▸ **RECORDS FOR THE EXERCISE**:
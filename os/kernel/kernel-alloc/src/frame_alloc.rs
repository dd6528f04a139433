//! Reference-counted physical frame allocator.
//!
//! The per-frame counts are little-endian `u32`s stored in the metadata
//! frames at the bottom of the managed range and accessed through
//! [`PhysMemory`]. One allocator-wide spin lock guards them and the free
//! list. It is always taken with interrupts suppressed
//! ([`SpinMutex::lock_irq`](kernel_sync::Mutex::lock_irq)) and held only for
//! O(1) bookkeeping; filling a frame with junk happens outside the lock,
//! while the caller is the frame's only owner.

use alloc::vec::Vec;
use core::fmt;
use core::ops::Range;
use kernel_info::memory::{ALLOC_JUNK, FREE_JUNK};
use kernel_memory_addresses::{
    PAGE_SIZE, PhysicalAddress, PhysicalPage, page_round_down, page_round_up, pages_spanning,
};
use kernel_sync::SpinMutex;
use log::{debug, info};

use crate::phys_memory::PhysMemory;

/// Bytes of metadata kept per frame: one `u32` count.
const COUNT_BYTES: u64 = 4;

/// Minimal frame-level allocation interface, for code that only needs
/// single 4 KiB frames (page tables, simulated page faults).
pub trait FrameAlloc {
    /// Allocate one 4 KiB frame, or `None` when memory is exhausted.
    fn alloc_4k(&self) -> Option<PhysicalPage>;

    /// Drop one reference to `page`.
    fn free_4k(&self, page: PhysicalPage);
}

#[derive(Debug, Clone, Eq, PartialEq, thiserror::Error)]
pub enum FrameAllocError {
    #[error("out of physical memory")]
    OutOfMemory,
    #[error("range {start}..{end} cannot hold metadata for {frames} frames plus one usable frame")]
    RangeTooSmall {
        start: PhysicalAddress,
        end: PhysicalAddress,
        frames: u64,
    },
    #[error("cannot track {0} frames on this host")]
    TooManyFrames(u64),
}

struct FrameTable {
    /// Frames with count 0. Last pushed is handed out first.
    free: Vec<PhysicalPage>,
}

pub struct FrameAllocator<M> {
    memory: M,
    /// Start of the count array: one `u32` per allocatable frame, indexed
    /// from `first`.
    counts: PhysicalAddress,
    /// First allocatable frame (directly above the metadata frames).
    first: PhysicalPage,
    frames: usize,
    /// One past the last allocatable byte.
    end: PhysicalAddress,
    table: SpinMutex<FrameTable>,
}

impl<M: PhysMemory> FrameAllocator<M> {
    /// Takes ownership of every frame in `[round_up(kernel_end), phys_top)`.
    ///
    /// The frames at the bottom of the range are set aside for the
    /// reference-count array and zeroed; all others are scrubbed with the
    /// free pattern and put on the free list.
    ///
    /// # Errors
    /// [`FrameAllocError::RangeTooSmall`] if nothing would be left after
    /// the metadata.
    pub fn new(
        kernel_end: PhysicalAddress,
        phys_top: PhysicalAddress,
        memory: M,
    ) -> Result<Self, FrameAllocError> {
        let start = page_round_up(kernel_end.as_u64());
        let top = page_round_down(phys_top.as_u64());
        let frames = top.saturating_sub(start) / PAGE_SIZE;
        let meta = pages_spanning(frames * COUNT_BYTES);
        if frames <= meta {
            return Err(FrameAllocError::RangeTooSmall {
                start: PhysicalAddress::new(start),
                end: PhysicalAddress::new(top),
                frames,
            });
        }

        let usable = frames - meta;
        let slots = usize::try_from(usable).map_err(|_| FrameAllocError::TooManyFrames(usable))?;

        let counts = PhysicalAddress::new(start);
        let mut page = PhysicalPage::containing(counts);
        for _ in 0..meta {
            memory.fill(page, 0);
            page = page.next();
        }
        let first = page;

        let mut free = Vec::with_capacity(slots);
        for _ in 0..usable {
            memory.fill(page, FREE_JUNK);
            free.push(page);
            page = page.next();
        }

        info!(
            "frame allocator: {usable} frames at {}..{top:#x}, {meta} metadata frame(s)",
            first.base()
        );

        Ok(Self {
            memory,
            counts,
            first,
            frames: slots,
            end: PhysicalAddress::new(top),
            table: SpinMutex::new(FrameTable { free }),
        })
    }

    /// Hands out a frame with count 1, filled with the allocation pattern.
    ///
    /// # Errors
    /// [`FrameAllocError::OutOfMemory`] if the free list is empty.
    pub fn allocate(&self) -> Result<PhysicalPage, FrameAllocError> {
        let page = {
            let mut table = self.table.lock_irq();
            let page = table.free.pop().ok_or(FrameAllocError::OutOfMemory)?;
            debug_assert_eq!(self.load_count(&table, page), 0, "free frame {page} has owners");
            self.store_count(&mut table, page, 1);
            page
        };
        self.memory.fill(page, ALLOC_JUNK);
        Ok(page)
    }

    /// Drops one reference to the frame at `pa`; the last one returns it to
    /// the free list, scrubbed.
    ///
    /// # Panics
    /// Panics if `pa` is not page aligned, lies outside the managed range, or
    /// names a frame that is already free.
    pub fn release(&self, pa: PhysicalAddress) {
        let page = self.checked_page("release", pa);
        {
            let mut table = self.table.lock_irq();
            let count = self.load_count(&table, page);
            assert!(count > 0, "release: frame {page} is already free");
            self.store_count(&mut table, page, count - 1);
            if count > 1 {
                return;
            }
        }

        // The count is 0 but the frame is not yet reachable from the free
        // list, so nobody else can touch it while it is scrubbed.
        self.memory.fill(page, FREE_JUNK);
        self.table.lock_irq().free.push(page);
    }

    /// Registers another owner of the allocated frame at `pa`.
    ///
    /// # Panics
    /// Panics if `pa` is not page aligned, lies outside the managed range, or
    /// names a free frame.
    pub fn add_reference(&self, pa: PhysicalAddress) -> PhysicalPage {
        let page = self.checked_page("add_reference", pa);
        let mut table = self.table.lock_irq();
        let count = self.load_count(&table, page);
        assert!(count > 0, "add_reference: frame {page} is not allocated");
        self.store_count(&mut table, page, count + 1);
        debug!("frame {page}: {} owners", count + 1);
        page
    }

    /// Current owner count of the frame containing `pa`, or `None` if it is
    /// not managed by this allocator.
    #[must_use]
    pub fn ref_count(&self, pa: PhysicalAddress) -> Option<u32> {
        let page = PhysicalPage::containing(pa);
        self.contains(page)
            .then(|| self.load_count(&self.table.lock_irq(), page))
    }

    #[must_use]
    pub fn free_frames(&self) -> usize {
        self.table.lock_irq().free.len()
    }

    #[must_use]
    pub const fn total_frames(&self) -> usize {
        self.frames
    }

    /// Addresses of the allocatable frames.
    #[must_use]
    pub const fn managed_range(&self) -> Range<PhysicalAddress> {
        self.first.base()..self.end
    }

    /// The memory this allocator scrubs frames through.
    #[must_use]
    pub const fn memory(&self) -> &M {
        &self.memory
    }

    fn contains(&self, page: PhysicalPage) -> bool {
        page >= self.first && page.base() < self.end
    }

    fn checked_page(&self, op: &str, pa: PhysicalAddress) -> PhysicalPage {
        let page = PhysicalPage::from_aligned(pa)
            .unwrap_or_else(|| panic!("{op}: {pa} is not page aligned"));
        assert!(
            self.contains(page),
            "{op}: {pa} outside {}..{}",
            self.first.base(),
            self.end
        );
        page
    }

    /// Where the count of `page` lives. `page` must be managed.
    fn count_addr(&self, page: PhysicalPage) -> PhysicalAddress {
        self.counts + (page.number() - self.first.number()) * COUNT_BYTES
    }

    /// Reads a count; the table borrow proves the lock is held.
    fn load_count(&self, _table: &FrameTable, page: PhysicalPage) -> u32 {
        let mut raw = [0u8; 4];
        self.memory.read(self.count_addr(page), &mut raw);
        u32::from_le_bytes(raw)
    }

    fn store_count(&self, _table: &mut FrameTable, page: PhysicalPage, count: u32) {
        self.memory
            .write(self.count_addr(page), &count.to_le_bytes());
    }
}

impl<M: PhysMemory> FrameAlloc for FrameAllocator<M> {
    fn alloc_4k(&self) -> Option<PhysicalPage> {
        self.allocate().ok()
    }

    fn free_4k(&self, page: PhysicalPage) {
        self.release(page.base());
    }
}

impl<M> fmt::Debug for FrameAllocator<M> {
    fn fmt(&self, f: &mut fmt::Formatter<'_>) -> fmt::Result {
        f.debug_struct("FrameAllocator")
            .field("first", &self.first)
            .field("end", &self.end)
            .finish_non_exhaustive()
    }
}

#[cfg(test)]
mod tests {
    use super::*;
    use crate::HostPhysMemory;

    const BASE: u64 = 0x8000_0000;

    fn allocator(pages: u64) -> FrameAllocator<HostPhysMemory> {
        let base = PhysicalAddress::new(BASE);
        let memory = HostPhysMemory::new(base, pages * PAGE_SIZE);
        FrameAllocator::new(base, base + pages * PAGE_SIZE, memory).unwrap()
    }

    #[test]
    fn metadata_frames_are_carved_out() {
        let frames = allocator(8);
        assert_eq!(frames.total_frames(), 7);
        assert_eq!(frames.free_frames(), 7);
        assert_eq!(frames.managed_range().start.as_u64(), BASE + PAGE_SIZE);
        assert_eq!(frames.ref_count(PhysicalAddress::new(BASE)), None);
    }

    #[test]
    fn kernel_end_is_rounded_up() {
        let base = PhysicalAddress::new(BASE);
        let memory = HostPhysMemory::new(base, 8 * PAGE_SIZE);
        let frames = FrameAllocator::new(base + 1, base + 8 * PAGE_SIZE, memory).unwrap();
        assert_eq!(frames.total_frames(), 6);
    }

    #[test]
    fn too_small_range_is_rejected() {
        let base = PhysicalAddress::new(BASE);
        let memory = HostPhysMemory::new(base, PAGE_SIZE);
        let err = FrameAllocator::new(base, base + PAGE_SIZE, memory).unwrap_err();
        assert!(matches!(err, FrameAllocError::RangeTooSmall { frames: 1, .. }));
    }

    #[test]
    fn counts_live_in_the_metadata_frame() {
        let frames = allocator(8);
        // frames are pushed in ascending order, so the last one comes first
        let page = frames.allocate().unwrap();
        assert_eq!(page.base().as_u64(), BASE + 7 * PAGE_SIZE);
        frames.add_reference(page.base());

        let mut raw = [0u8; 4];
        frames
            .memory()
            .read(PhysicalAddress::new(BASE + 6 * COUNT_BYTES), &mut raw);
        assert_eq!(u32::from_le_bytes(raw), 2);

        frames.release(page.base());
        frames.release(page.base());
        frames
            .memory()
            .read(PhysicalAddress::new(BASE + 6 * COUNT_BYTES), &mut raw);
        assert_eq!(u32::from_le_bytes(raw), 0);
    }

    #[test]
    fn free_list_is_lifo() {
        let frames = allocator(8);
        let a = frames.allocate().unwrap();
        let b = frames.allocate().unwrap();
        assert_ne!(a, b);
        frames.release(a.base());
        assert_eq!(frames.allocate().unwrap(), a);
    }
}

▸ **ACTIVITY**: In the reply, include exactly the lines from the beginning of the entries above through the line holding "held only for", and nothing besides.

▸ **SOLUTION FOR THIS PROBLEM**:
filename os/kernel/kernel-alloc/src/frame_alloc.rs
repository dd6528f04a139433
//! Reference-counted physical frame allocator.
//!
//! The per-frame counts are little-endian `u32`s stored in the metadata
//! frames at the bottom of the managed range and accessed through
//! [`PhysMemory`]. One allocator-wide spin lock guards them and the free
//! list. It is always taken with interrupts suppressed
//! ([`SpinMutex::lock_irq`](kernel_sync::Mutex::lock_irq)) and held only for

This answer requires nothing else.